Reinforcement Learning with Neural Networks for Quantum Multiple Hypothesis Testing
Sarah Brandsen, Kevin D. Stubbs, Henry D. Pfister

TL;DR
This paper applies reinforcement learning with neural networks to quantum hypothesis testing, successfully finding locally adaptive measurement strategies for multiple qubit states, and explores the gap between local and collective measurement optimality.
Contribution
It introduces RLNN for designing feasible local measurement strategies in quantum hypothesis testing and analyzes the gap between local and collective measurement optimality.
Findings
RLNN finds optimal local measurement strategies for up to 20 qubits.
RLNN strategies outperform locally greedy approaches in success probability.

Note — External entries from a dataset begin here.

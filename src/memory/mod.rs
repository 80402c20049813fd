//! Hash-keyed associative memory.
//!
//! - **Hasher**: ordered token context → integer fingerprint
//! - **Store**: fingerprint → deduplicated outcome bucket
//! - **Resolver**: nearest stored fingerprint by absolute numeric distance

pub mod hasher;
pub mod resolver;
pub mod store;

Significant gap identified between local and collective measurement efficiencies.
Abstract
Reinforcement learning with neural networks (RLNN) has recently demonstrated great promise for many problems, including some problems in quantum information theory. In this work, we apply RLNN to quantum hypothesis testing and determine the optimal measurement strategy for distinguishing between multiple quantum states while minimizing the error probability. In the case where the candidate states correspond to a quantum system with many qubit subsystems, implementing the optimal measurement on the entire system is experimentally infeasible. We use RLNN to find locally-adaptive measurement strategies that are experimentally feasible, where only one quantum subsystem is measured in each round. We provide numerical results which demonstrate that RLNN successfully finds the optimal local approach, even for candidate states up to 20 subsystems. We additionally demonstrate…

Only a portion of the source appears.